Wie aus weiter Ferne nahm Mattie ein Klingeln wahr. Die Gegensprechanlage des Krankenhauses wahrscheinlich. Mattie konnte das Quietschen der fahrbaren Krankenliegen hören und wie Leute flüsternd miteinander sprachen, als sie an der Tür vorbeigingen.

"Um mich mache ich mir keine Sorgen", sagte sie. "Es ist Jane. Sie ist entschlossen, ins Gefängnis zu gehen, und es sieht schlecht für sie aus."

"Warum? Sie wird eine Armee von Anwälten bekommen. Ihr wird nichts passieren, wahrscheinlich muss sie keinen einzigen Tag absitzen."

Mattie war sich da nicht so sicher. Eine hochkarätige Anwaltschaft würde Jane möglicherweise aus Prinzip ablehnen. "Du musst sie hassen", brach es aus Mattie hervor. In demselben Moment fragte sie sich, ob seine Gefühle Jane gegenüber sich auf sie übertragen würden – oder ob das schon geschehen war.

"Nicht nur Jane hat meinen Bruder ins Gefängnis gebracht und ihn dort festgehalten. Es war eine Verschwörung, die seine Familie mit einschloss. Jane hat ihren Teil der Schuld, ich trage meinen."

Aber nur Jane wird wegen eines Verbrechens beschuldigt werden, dachte Mattie und sorgte sich um ihre Freundin.

Draußen ratterte eine weitere Liege vorbei, ein Arzt wurde angepiepst. Mattie war froh, dass sie diese Geräusche ignorieren konnte. Als sie darauf gewartet hatte, dass Jameson aufwachte, hatte jedes Piepsen im Krankenhaus sie in Alarmbereitschaft versetzt.

Er betrachtete sie intensiv. "Warum hast du mir geschworen, dass du nichts mit Miss Rowes Tod zu tun hattest? Warum hast du mir nicht die Wahrheit gesagt?"

"Ich wusste nicht, dass Jane es getan hatte", erklärte sie. "Und ich hätte es dir wegen Jane und Breeze ohnehin nicht sagen können. Wenn es nur um mich gegangen wäre, hätte ich es dir erzählt."

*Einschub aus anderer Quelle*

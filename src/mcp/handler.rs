//! Tool registry and argument helpers.

use async_trait::async_trait;
use serde_json::Value;
use std::collections::BTreeMap;
use std::collections::HashMap;
use std::sync::Arc;

use crate::error::{Error, Result};
use crate::mcp::protocol::{ContentBlock, Tool, ToolResult};

/// Handler for MCP tool calls.
#[async_trait]
pub trait ToolHandler: Send + Sync {
    /// Get the tool definition.
    fn definition(&self) -> Tool;

    /// Execute the tool with the given arguments.
    async fn execute(&self, arguments: HashMap<String, Value>) -> Result<ToolResult>;
}

/// Registry of tool handlers.
///
/// Populated once at startup and shared read-only by every session.
pub struct McpHandler {
    tools: BTreeMap<String, Arc<dyn ToolHandler>>,
}

impl McpHandler {
    /// Create an empty registry.
    pub fn new() -> Self {
        Self {
            tools: BTreeMap::new(),
        }
    }

    /// Register a tool handler.
    pub fn register<T: ToolHandler + 'static>(&mut self, handler: T) {
        let tool = handler.definition();
        self.tools.insert(tool.name.clone(), Arc::new(handler));
    }

    /// Get all registered tools, ordered by name.
    pub fn list_tools(&self) -> Vec<Tool> {
        self.tools.values().map(|h| h.definition()).collect()
    }

    /// Get a tool by name.
    pub fn get_tool(&self, name: &str) -> Option<Arc<dyn ToolHandler>> {
        self.tools.get(name).cloned()
    }

    /// Get the number of registered tools.
    pub fn tool_count(&self) -> usize {
        self.tools.len()
    }
}

impl Default for McpHandler {
    fn default() -> Self {
        Self::new()
    }
}

/// Helper to create a text content block.
pub fn text_content(text: impl Into<String>) -> ContentBlock {
    ContentBlock::Text { text: text.into() }
}

/// Helper to create a successful tool result.
pub fn success_result(text: impl Into<String>) -> ToolResult {
    ToolResult {
        content: vec![text_content(text)],
        is_error: false,
    }
}

/// Helper to create an error tool result.
pub fn error_result(text: impl Into<String>) -> ToolResult {
    ToolResult {
        content: vec![text_content(text)],
        is_error: true,
    }
}

/// Helper to extract a required string argument.
pub fn get_string_arg(args: &HashMap<String, Value>, name: &str) -> Result<String> {
    args.get(name)
        .and_then(|v| v.as_str())
        .map(String::from)
        .ok_or_else(|| Error::InvalidArguments(format!("Missing required argument: {}", name)))
}

/// Helper to extract an optional string argument.
pub fn get_optional_string_arg(args: &HashMap<String, Value>, name: &str) -> Option<String> {
    args.get(name)
        .and_then(|v| v.as_str())
        .filter(|s| !s.is_empty())
        .map(String::from)
}

/// Helper to extract a required unsigned integer argument.
///
/// Accepts numbers and numeric strings, since clients differ on this.
pub fn get_u64_arg(args: &HashMap<String, Value>, name: &str) -> Result<u64> {
    let value = args
        .get(name)
        .ok_or_else(|| Error::InvalidArguments(format!("Missing required argument: {}", name)))?;

    value
        .as_u64()
        .or_else(|| value.as_str().and_then(|s| s.trim().parse().ok()))
        .ok_or_else(|| {
            Error::InvalidArguments(format!("Argument {} must be a non-negative integer", name))
        })
}

/// Helper to extract an optional unsigned 32-bit integer argument.
pub fn get_optional_u32_arg(args: &HashMap<String, Value>, name: &str) -> Option<u32> {
    args.get(name)
        .and_then(|v| v.as_u64())
        .and_then(|v| u32::try_from(v).ok())
}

Das stimmte nicht ganz, und beide wussten es. Wieder lief alles auf Vertrauen hinaus. Mattie hatte ihm nicht genug vertraut, um ihn einzuweihen. Sie vertraute Menschen nicht schnell. Vielleicht würde sie das nie können. Mattie litt unter den gleichen Symptomen wie viele missbrauchte Kinder, es war eine Art posttraumatisches Stresssyndrom, das es ihr schwierig machte, die einfachsten Dinge im Leben anzunehmen. Dinge, die für die meisten Menschen selbstverständlich waren, wie jemandem zu vertrauen.

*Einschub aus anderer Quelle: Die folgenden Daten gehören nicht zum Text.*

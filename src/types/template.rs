use super::{TypeCtx, TypeId};

/// A locked type, typically a generic signature, that every use site
/// instantiates afresh.
///
/// Bindings made while unifying one instance never reach the template or
/// any other instance.
#[derive(Copy, Clone, Debug, PartialEq, Eq)]
pub struct TypeTemplate {
    root: TypeId,
}

impl TypeTemplate {
    pub fn id(&self) -> TypeId {
        self.root
    }
}

impl TypeCtx {
    /// Locks `t` and everything reachable from it.
    pub fn template(&mut self, t: TypeId) -> TypeTemplate {
        let root = self.resolve(t);

        self.lock(root);
        TypeTemplate { root }
    }

    /// A fresh unlocked copy of the template. Concrete templates come back
    /// as they are.
    pub fn instantiate(&mut self, template: &TypeTemplate) -> TypeId {
        self.tcopy(template.root)
    }
}

#[cfg(test)]
mod tests {
    use super::*;
    use crate::types::Builtin;

    #[test]
    fn instances_do_not_share_bindings() {
        let mut ctx = TypeCtx::new();
        let a = ctx.named_tvar("a");
        let sig = ctx.tfn(&[a], a);
        let template = ctx.template(sig);

        let first = ctx.instantiate(&template);
        let second = ctx.instantiate(&template);
        let p1 = ctx.get_param(first, 0).unwrap();

        ctx.unify(p1, Builtin::Int.id()).unwrap();

        assert!(ctx.tconcrete(first));
        assert_eq!(ctx.get_last_param(first), Some(Builtin::Int.id()));
        assert!(!ctx.tconcrete(second));
        assert!(!ctx.tconcrete(template.id()));

        let p2 = ctx.get_param(second, 0).unwrap();
        ctx.unify(p2, Builtin::String.id()).unwrap();
        assert_eq!(ctx.get_last_param(second), Some(Builtin::String.id()));
        assert_eq!(ctx.get_last_param(first), Some(Builtin::Int.id()));
    }

    #[test]
    fn unifying_the_template_directly_leaves_it_intact() {
        let mut ctx = TypeCtx::new();
        let a = ctx.ttvar();
        let sig = ctx.tfn(&[a], a);
        let template = ctx.template(sig);
        let call = ctx.tfn(&[Builtin::Int.id()], Builtin::Int.id());

        let merged = ctx.unify(template.id(), call).unwrap();

        assert!(ctx.tconcrete(merged));
        assert!(!ctx.tconcrete(template.id()));
        assert_eq!(ctx.resolve(template.id()), template.id());
    }

    #[test]
    fn concrete_templates_are_shared() {
        let mut ctx = TypeCtx::new();
        let list = ctx.tlist(Builtin::Int.id());
        let template = ctx.template(list);

        assert_eq!(ctx.instantiate(&template), list);
    }
}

Nicht einmal sich selbst traute Mattie. Sie hatte Jameson am Arm berühren wollen. Nachdem sie mit ihm wilden, hemmungslosen Sex gehabt hatte, hätte es so leicht und harmlos sein sollen. Doch sie konnte nicht. Das wäre intim gewesen. Denn nach allem, was sie durchgemacht hatten, hätte diese Berührung etwas bedeutet.

Ob er das wusste?

Mattie fühlte etwas für Jameson Cross. So quälend es war, das zuzugeben, sie war wahrscheinlich dabei, sich in ihn zu verlieben. Aber das konnte sie ihm nicht sagen. Jetzt konnte sie ihn noch nicht einmal ansehen. Was die Zukunft für sie beide bereithielt, davon hatte Mattie keine Ahnung, außer dass einer von ihnen sich vollständig erholen würde.

"Ich bin froh, dass es dir besser geht", war alles, was sie sagte.